Cavalli Roberta, Donalisio Manuela, Bisazza Agnese, Civra Andrea, Ranucci Elisabetta, Ferruti Paolo, Lembo David
Dipartimento di Scienza e Tecnologia del Farmaco, Università di Torino, Torino, Italy.
Methods Enzymol. 2012;509:1-19. doi: 10.1016/B978-0-12-391858-1.00001-0.
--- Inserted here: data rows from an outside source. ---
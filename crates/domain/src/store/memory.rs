use std::sync::{PoisonError, RwLock};

use async_trait::async_trait;
use chrono::Utc;

use crate::adherence::AdherenceLog;
use crate::errors::Error;
use crate::medications::{Medication, MedicationPatch, ENTITY as MEDICATION};
use crate::time::DateRange;

use super::{AdherenceLogStore, MedicationStore};

/// Lock-guarded, process-local store. Records keep insertion order.
#[derive(Default)]
pub struct MemoryStore {
    medications: RwLock<Vec<Medication>>,
    logs: RwLock<Vec<AdherenceLog>>,
}

impl MemoryStore {
    pub fn new() -> Self {
        Self::default()
    }

    /// Find the medication matching both id and owner and mutate it while
    /// the write lock is held.
    fn modify<F>(&self, user_id: &str, id: &str, change: F) -> Result<Medication, Error>
    where
        F: FnOnce(&mut Medication),
    {
        let mut medications = self.medications.write().map_err(poisoned)?;
        let medication = medications
            .iter_mut()
            .find(|m| m.id == id && m.is_owned_by(user_id))
            .ok_or_else(|| Error::not_found(MEDICATION))?;

        change(medication);
        Ok(medication.clone())
    }
}

fn poisoned<T>(_: PoisonError<T>) -> Error {
    Error::storage("memory store lock poisoned")
}

#[async_trait]
impl MedicationStore for MemoryStore {
    async fn insert(&self, medication: Medication) -> Result<Medication, Error> {
        let mut medications = self.medications.write().map_err(poisoned)?;
        medications.push(medication.clone());
        Ok(medication)
    }

    async fn list(&self, user_id: &str) -> Result<Vec<Medication>, Error> {
        let medications = self.medications.read().map_err(poisoned)?;
        Ok(medications
            .iter()
            .filter(|m| m.is_owned_by(user_id))
            .cloned()
            .collect())
    }

    async fn list_active(&self, user_id: &str) -> Result<Vec<Medication>, Error> {
        let medications = self.medications.read().map_err(poisoned)?;
        Ok(medications
            .iter()
            .filter(|m| m.is_owned_by(user_id) && m.is_active())
            .cloned()
            .collect())
    }

    async fn get(&self, user_id: &str, id: &str) -> Result<Option<Medication>, Error> {
        let medications = self.medications.read().map_err(poisoned)?;
        Ok(medications
            .iter()
            .find(|m| m.id == id && m.is_owned_by(user_id))
            .cloned())
    }

    async fn update(
        &self,
        user_id: &str,
        id: &str,
        patch: &MedicationPatch,
    ) -> Result<Medication, Error> {
        let now = Utc::now();
        self.modify(user_id, id, |m| patch.apply(m, now))
    }

    async fn deactivate(&self, user_id: &str, id: &str) -> Result<Medication, Error> {
        let now = Utc::now();
        self.modify(user_id, id, |m| m.deactivate(now))
    }
}

#[async_trait]
impl AdherenceLogStore for MemoryStore {
    async fn insert(&self, log: AdherenceLog) -> Result<AdherenceLog, Error> {
        let mut logs = self.logs.write().map_err(poisoned)?;
        logs.push(log.clone());
        Ok(log)
    }

    async fn list(
        &self,
        user_id: &str,
        range: Option<&DateRange>,
    ) -> Result<Vec<AdherenceLog>, Error> {
        let logs = self.logs.read().map_err(poisoned)?;
        Ok(logs
            .iter()
            .filter(|l| l.user_id == user_id)
            .filter(|l| range.map_or(true, |r| r.contains(&l.scheduled_time)))
            .cloned()
            .collect())
    }

    async fn recent(&self, user_id: &str, limit: usize) -> Result<Vec<AdherenceLog>, Error> {
        let logs = self.logs.read().map_err(poisoned)?;
        let mut owned: Vec<AdherenceLog> = logs
            .iter()
            .filter(|l| l.user_id == user_id)
            .cloned()
            .collect();
        owned.sort_by(|a, b| b.scheduled_time.cmp(&a.scheduled_time));
        owned.truncate(limit);
        Ok(owned)
    }
}
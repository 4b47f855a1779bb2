//! Startup configuration, read once from the environment.

use std::time::Duration;

use chrono::{FixedOffset, Offset, Utc};

pub const DEFAULT_ML_SERVICE_URL: &str = "http://localhost:5001";
pub const DEFAULT_ML_TIMEOUT_SECS: u64 = 10;
pub const DEFAULT_PORT: u16 = 5000;
pub const DEFAULT_USER_ID_HEADER: &str = "x-user-id";

#[derive(Debug, thiserror::Error, PartialEq, Eq)]
pub enum ConfigError {
    #[error("{var} has invalid value {value:?}: {reason}")]
    Invalid {
        var: &'static str,
        value: String,
        reason: &'static str,
    },
}

#[derive(Clone, Debug, PartialEq, Eq)]
pub struct MlServiceConfig {
    pub base_url: String,
    pub timeout: Duration,
}

impl MlServiceConfig {
    pub fn new(base_url: impl Into<String>, timeout: Duration) -> Self {
        Self {
            base_url: base_url.into().trim_end_matches('/').to_string(),
            timeout,
        }
    }
}

#[derive(Clone, Debug, PartialEq, Eq)]
pub enum StoreBackend {
    Memory,
    DynamoDb {
        medications_table: String,
        logs_table: String,
    },
}

#[derive(Clone, Debug, PartialEq, Eq)]
pub struct Config {
    pub port: u16,
    pub ml_service: MlServiceConfig,
    pub store: StoreBackend,
    pub user_id_header: String,
    /// Offset used for "today", weekdays and hours of day.
    pub reporting_offset: FixedOffset,
}

impl Config {
    pub fn from_env() -> Result<Self, ConfigError> {
        Self::from_lookup(|var| std::env::var(var).ok())
    }

    pub fn from_lookup<F>(lookup: F) -> Result<Self, ConfigError>
    where
        F: Fn(&str) -> Option<String>,
    {
        let var = |name: &str| lookup(name).filter(|v| !v.trim().is_empty());

        let port = match var("PORT") {
            None => DEFAULT_PORT,
            Some(value) => value.trim().parse().map_err(|_| ConfigError::Invalid {
                var: "PORT",
                value,
                reason: "expected a port number",
            })?,
        };

        let base_url = match var("ML_SERVICE_HOST") {
            Some(host) => format!("https://{}", host.trim()),
            None => DEFAULT_ML_SERVICE_URL.to_string(),
        };

        let timeout_secs = match var("ML_SERVICE_TIMEOUT_SECS") {
            None => DEFAULT_ML_TIMEOUT_SECS,
            Some(value) => match value.trim().parse::<u64>() {
                Ok(secs) if secs > 0 => secs,
                _ => {
                    return Err(ConfigError::Invalid {
                        var: "ML_SERVICE_TIMEOUT_SECS",
                        value,
                        reason: "expected a positive number of seconds",
                    })
                }
            },
        };

        let store = match var("STORE_BACKEND").as_deref().map(str::trim) {
            None | Some("memory") => StoreBackend::Memory,
            Some("dynamodb") => StoreBackend::DynamoDb {
                medications_table: var("DYNAMODB_MEDICATIONS_TABLE")
                    .unwrap_or("medtrack-medications".to_string()),
                logs_table: var("DYNAMODB_ADHERENCE_LOGS_TABLE")
                    .unwrap_or("medtrack-adherence-logs".to_string()),
            },
            Some(other) => {
                return Err(ConfigError::Invalid {
                    var: "STORE_BACKEND",
                    value: other.to_string(),
                    reason: "expected \"memory\" or \"dynamodb\"",
                })
            }
        };

        let user_id_header = var("USER_ID_HEADER")
            .map(|h| h.trim().to_ascii_lowercase())
            .unwrap_or(DEFAULT_USER_ID_HEADER.to_string());

        let reporting_offset = match var("REPORTING_UTC_OFFSET") {
            None => Utc.fix(),
            Some(value) => value.trim().parse().map_err(|_| ConfigError::Invalid {
                var: "REPORTING_UTC_OFFSET",
                value,
                reason: "expected an offset like +05:30",
            })?,
        };

        Ok(Self {
            port,
            ml_service: MlServiceConfig::new(base_url, Duration::from_secs(timeout_secs)),
            store,
            user_id_header,
            reporting_offset,
        })
    }
}

#[cfg(test)]
mod tests {
    use super::*;
    use std::collections::HashMap;

    fn config(vars: &[(&str, &str)]) -> Result<Config, ConfigError> {
        let vars: HashMap<String, String> = vars
            .iter()
            .map(|(k, v)| (k.to_string(), v.to_string()))
            .collect();
        Config::from_lookup(|name| vars.get(name).cloned())
    }

    #[test]
    fn defaults_point_at_local_development() {
        let config = config(&[]).unwrap();

        assert_eq!(config.port, DEFAULT_PORT);
        assert_eq!(config.ml_service.base_url, "http://localhost:5001");
        assert_eq!(config.ml_service.timeout, Duration::from_secs(10));
        assert_eq!(config.store, StoreBackend::Memory);
        assert_eq!(config.user_id_header, "x-user-id");
        assert_eq!(config.reporting_offset.local_minus_utc(), 0);
    }

    #[test]
    fn ml_host_switches_to_https() {
        let config = config(&[("ML_SERVICE_HOST", "ml.example.com")]).unwrap();
        assert_eq!(config.ml_service.base_url, "https://ml.example.com");
    }

    #[test]
    fn dynamodb_backend_with_table_names() {
        let config = config(&[
            ("STORE_BACKEND", "dynamodb"),
            ("DYNAMODB_MEDICATIONS_TABLE", "meds"),
        ])
        .unwrap();

        assert_eq!(
            config.store,
            StoreBackend::DynamoDb {
                medications_table: "meds".to_string(),
                logs_table: "medtrack-adherence-logs".to_string(),
            }
        );
    }

    #[test]
    fn reporting_offset_parses() {
        let config = config(&[("REPORTING_UTC_OFFSET", "+05:30")]).unwrap();
        assert_eq!(config.reporting_offset.local_minus_utc(), 5 * 3600 + 30 * 60);
    }

    #[test]
    fn invalid_values_are_reported() {
        assert!(matches!(
            config(&[("PORT", "eighty")]),
            Err(ConfigError::Invalid { var: "PORT", .. })
        ));
        assert!(matches!(
            config(&[("STORE_BACKEND", "mongo")]),
            Err(ConfigError::Invalid { var: "STORE_BACKEND", .. })
        ));
        assert!(matches!(
            config(&[("ML_SERVICE_TIMEOUT_SECS", "0")]),
            Err(ConfigError::Invalid { var: "ML_SERVICE_TIMEOUT_SECS", .. })
        ));
        assert!(matches!(
            config(&[("REPORTING_UTC_OFFSET", "Europe/Paris")]),
            Err(ConfigError::Invalid { var: "REPORTING_UTC_OFFSET", .. })
        ));
    }
}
The activity of antivirals can be enhanced by their incorporation in nanoparticulate delivery systems. Peculiar polymeric nanoparticles, based on a β-cyclodextrin-poly(4-acryloylmorpholine) monoconjugate (β-CD-PACM), are proposed as acyclovir carriers. The experimental procedure necessary to obtain the acyclovir-loaded nanoparticles using the solvent displacement preparation method will be described in this chapter. Fluorescent labeled nanoparticles are prepared using the same method for cellular trafficking studies. The biocompatibility assays necessary to obtain safe nanoparticles are reported. Section 4 of this chapter describes the assessment of the antiviral activity of the acyclovir-loaded nanoparticles.
抗病毒药物的活性可通过将其纳入纳米颗粒递送系统而得到增强。基于β-环糊精-聚(4-丙烯酰基吗啉)单共轭物(β-CD-PACM)的特殊聚合物纳米颗粒被提议作为阿昔洛韦的载体。本章将描述使用溶剂置换制备方法获得负载阿昔洛韦纳米颗粒所需的实验步骤。使用相同方法制备荧光标记纳米颗粒用于细胞转运研究。报告了获得安全纳米颗粒所需的生物相容性测定。本章第4节描述了负载阿昔洛韦纳米颗粒抗病毒活性的评估。